| Title: | Flexible estimation of 2-category proportions |
|---|---|
| Description: | Like a GLM/GAM where the true category of each sample is unknown, but the response data is a continuous variable with known distributions for category-1 and category-2 samples. |
| Authors: | Mark Bravington <[email protected]> |
| Maintainer: | Mark Bravington <[email protected]> |
| License: | GPL-3 |
| Version: | 1.4.16 |
| Built: | 2026-06-05 11:50:44 UTC |
| Source: | https://github.com/markbravington/gasplit |
example_prep4missy is a "template" showing how to prep a dataset with (one) sometimes-missing covariate (ie field) into a form suitable for gasplit_missy (qv). You could adapt example_prep4missy to your own situation.
There is an example dataset babydat just to demonstrate the prep (you can't use it to fit a model, coz the d1/d2 distributions are missing). The covariate in question is Sex, taking values "F", "M", or NA. Someone has already fitted a model which predicts the probability that a case will be Female ("F") based on its other covariates (but not on whatever the ultimate response variable will be!); that prediction has been stored in the field PrFem_yl. Cases where Sex is known are left untouched; cases where Sex is NA are duplicated (since there are only two possible values for this covariate), with one copy getting Sex="F", and the other Sex="M"; the field PROBIMP is set accordingly based on PrFem_yl. The MULTIMP field is used to link together the multiple versions of each case.
Remember that you have to develop whatever submodel for probabilities of the alternative values that your missing covariates might take! If you've got missing values on continuous covariate, rather than a discrete one like Sex, my recommendation is to add rows based on a few quantiles of the covariate (which will potentially be at different values for each case), and give them all equal weight (ie in the analog of PrFem_yl). I'd start by trying 5 quantiles (0.1; 0.3; ...; 0.9), but you could increase & see if it matters.

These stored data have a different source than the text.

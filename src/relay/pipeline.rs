//! Sequential batch processing: download, upload, cleanup per episode

use super::Relay;
use crate::error::{Error, Result, TransferError, error_chain};
use crate::job_log::{JobLog, ProgressThrottle, describe_progress};
use crate::transfer::{TransferHandle, TransferProgress};
use crate::types::{EpisodeId, Event, JobResult, JobStatus, Stage};
use std::path::{Path, PathBuf};
use std::sync::Arc;
use tokio_util::sync::CancellationToken;

/// Failure of one job, with the stage it happened in (if any)
struct JobFailure {
    stage: Option<Stage>,
    error: Error,
}

impl JobFailure {
    fn in_stage(stage: Stage, error: impl Into<Error>) -> Self {
        Self {
            stage: Some(stage),
            error: error.into(),
        }
    }
}

impl Relay {
    /// Process a batch of source URLs strictly in order
    ///
    /// Episode numbers are the 1-based positions in `urls`. One episode's
    /// failure never stops the batch; the result has one entry per URL, in
    /// input order.
    ///
    /// # Errors
    ///
    /// [`Error::StorageInit`] if the storage account cannot be logged into. In
    /// that case no job is registered.
    pub async fn process_batch(&self, urls: &[String]) -> Result<Vec<JobResult>> {
        self.ensure_storage().await?;

        tracing::info!(count = urls.len(), "Processing batch");
        let mut results = Vec::with_capacity(urls.len());
        for (index, url) in urls.iter().enumerate() {
            let id = EpisodeId::from_batch_index(index);
            results.push(self.process_episode(id, url).await);
        }
        Ok(results)
    }

    /// Download, upload and clean up a single episode
    ///
    /// Always yields a result; the job is no longer registered once this
    /// returns.
    pub async fn process_episode(&self, id: EpisodeId, url: &str) -> JobResult {
        let naming = &self.config.download.naming;
        let file_name = naming.file_name(id);
        let artifact = naming.local_path(&self.config.download.download_dir, id);

        let log = match JobLog::create(&self.config.download.logs_dir, id) {
            Ok(log) => {
                tracing::debug!(episode = id.0, path = %log.path().display(), "Opened job log");
                Arc::new(log)
            }
            Err(e) => {
                tracing::error!(episode = id.0, error = %e, "Failed to open job log");
                return self.job_failed(id, None, e);
            }
        };

        let cancel = match self.registry.register(id, artifact.clone()) {
            Ok(token) => token,
            Err(e) => {
                // The id belongs to another batch's job; leave its state and files alone.
                log.record_error(format!("Error processing episode {}: {}", id, e));
                return self.job_failed(id, None, e);
            }
        };

        log.record(format!("Starting process for episode {}", id));
        log.record(format!("URL: {}", url));
        self.emit_event(Event::JobStarted {
            episode: id,
            url: url.to_string(),
        });

        match self
            .run_stages(id, url, &file_name, &artifact, &cancel, &log)
            .await
        {
            Ok(()) => {
                self.spawn_artifact_removal(id, artifact, Arc::clone(&log));
                log.record(format!("Successfully processed episode {}", id));
                self.registry.remove(id);
                self.emit_event(Event::Completed { episode: id });
                JobResult::succeeded(id)
            }
            Err(failure) => {
                let cause = failure.error.to_string();
                log.record_error(format!("Error processing episode {}: {}", id, cause));
                log.record_error(format!("Error details: {}", error_chain(&failure.error)));

                match self.remove_artifacts(id).await {
                    Ok(true) => {
                        log.record(format!("Cleaned up incomplete file: {}", artifact.display()));
                        self.emit_event(Event::ArtifactDeleted { episode: id });
                    }
                    Ok(false) => {}
                    Err(e) => log.record_error(format!(
                        "Failed to clean up file {}: {}",
                        artifact.display(),
                        e
                    )),
                }

                self.registry.remove(id);
                self.job_failed(id, failure.stage, failure.error)
            }
        }
    }

    async fn run_stages(
        &self,
        id: EpisodeId,
        url: &str,
        file_name: &str,
        artifact: &Path,
        cancel: &CancellationToken,
        log: &JobLog,
    ) -> std::result::Result<(), JobFailure> {
        let download = self.fetcher.start(url, artifact);
        self.registry.attach_download(id, download.abort_handle());
        self.await_stage(
            download,
            cancel,
            self.progress_recorder(id, Stage::Download, log),
        )
        .await
        .map_err(|e| JobFailure::in_stage(Stage::Download, e))?;

        log.record(format!("Download completed for episode {}", id));
        self.emit_event(Event::DownloadComplete { episode: id });
        self.registry.detach_handles(id);
        self.registry.set_status(id, JobStatus::Uploading);

        if cancel.is_cancelled() {
            return Err(JobFailure::in_stage(Stage::Upload, TransferError::Aborted));
        }

        log.record(format!("Starting upload for episode {}", id));
        let upload = self.storage.upload(artifact, file_name);
        self.registry.attach_upload(id, upload.abort_handle());
        self.await_stage(upload, cancel, self.progress_recorder(id, Stage::Upload, log))
            .await
            .map_err(|e| JobFailure::in_stage(Stage::Upload, e))?;

        log.record(format!("Upload completed for episode {}", id));
        self.emit_event(Event::UploadComplete {
            episode: id,
            file_name: file_name.to_string(),
        });
        Ok(())
    }

    /// Await a transfer, racing the job's cancel token
    ///
    /// When cancellation wins the transfer is aborted and awaited, so the
    /// stage has stopped touching its files before cleanup runs.
    async fn await_stage<F>(
        &self,
        handle: TransferHandle,
        cancel: &CancellationToken,
        on_progress: F,
    ) -> std::result::Result<(), TransferError>
    where
        F: FnMut(TransferProgress),
    {
        let abort = handle.abort_handle();
        let finish = handle.finish(on_progress);
        tokio::pin!(finish);

        tokio::select! {
            biased;
            _ = cancel.cancelled() => {}
            outcome = &mut finish => return outcome,
        }

        abort.abort();
        if let Err(e) = finish.await
            && !matches!(e, TransferError::Aborted)
        {
            tracing::debug!(error = %e, "Transfer ended with an error after abort");
        }
        Err(TransferError::Aborted)
    }

    /// Progress callback for one stage run: throttles, logs and emits events
    fn progress_recorder<'a>(
        &'a self,
        id: EpisodeId,
        stage: Stage,
        log: &'a JobLog,
    ) -> impl FnMut(TransferProgress) + 'a {
        let mut throttle = ProgressThrottle::default();
        move |progress| {
            if !throttle.observe(progress.percent) {
                return;
            }
            log.record(describe_progress(stage, &progress));
            let percent = throttle.last_recorded();
            self.emit_event(match stage {
                Stage::Download => Event::Downloading {
                    episode: id,
                    percent,
                },
                Stage::Upload => Event::Uploading {
                    episode: id,
                    percent,
                },
            });
        }
    }

    /// Delete the uploaded artifact in the background; failures are only logged
    fn spawn_artifact_removal(&self, id: EpisodeId, artifact: PathBuf, log: Arc<JobLog>) {
        let relay = self.clone();
        tokio::spawn(async move {
            match relay.remove_artifacts(id).await {
                Ok(true) => {
                    log.record(format!("Deleted local file: {}", artifact.display()));
                    relay.emit_event(Event::ArtifactDeleted { episode: id });
                }
                Ok(false) => {}
                Err(e) => log.record_error(format!(
                    "Error deleting file {}: {}",
                    artifact.display(),
                    e
                )),
            }
        });
    }

    fn job_failed(&self, id: EpisodeId, stage: Option<Stage>, error: impl Into<Error>) -> JobResult {
        let error = error.into();
        let cause = error.to_string();
        self.emit_event(Event::Failed {
            episode: id,
            stage,
            error: cause.clone(),
        });
        JobResult::failed(id, cause, error_chain(&error))
    }
}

example_prep4missy( data)example_prep4missy( data)
data |
data.frame as per description. |
babydat # with some missing values for 'Sex' example_prep4missy( babydat)babydat # with some missing values for 'Sex' example_prep4missy( babydat)
Suppose your data each come from one or the other of two categories (say, Eastern or Western Atlantic). You don't know for sure which one, but you do have a "measurement" for each one (e.g. some kind of log-likelihood ratio, but it could be anything) which tends to be high for one category and low for the other, with an a-priori-known distribution for each category (say, based on other samples of known category).

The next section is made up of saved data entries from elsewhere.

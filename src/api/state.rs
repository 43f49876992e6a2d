//! Application state for the API server

use crate::Relay;
use std::sync::Arc;

/// Shared application state accessible to all route handlers
///
/// Cloned for each request (cheap Arc clone). Configuration is read through
/// [`Relay::get_config`].
#[derive(Clone)]
pub struct AppState {
    /// The relay service that owns the job registry
    pub relay: Arc<Relay>,
}

impl AppState {
    /// Create a new AppState
    pub fn new(relay: Arc<Relay>) -> Self {
        Self { relay }
    }
}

Now you want to estimate the proportion of category-1 samples in your data, but stratified according to covariates of each sample (say, year and location)— and/or simply dependent on individual covariates, (say, size). Ideally, you'd like to be able to specify a flexible model formula just as you might in a GLM or GAM. Well, now you can! For example:
addmod <- gasplit( DISCRIM ~ factor(year) + factor(region) - 1,
data= ew_data,
d1= known_distro_of_measurement_for_category_1,
d2= ditto_for_2
)
to fit a two-way model with no interactions, to a dataset with covariates "year" and "region" based on a measurement "DISCRIM".
Having fitted your model, you can make a subsequent call to predict the proportion for (presumably) new covariate values, via the predict_from_previous argument. And, provided that your "measurement" really is a log-likelihood ratio, you can also calculate a posterior probability (of being category-1) for each case, using posterior.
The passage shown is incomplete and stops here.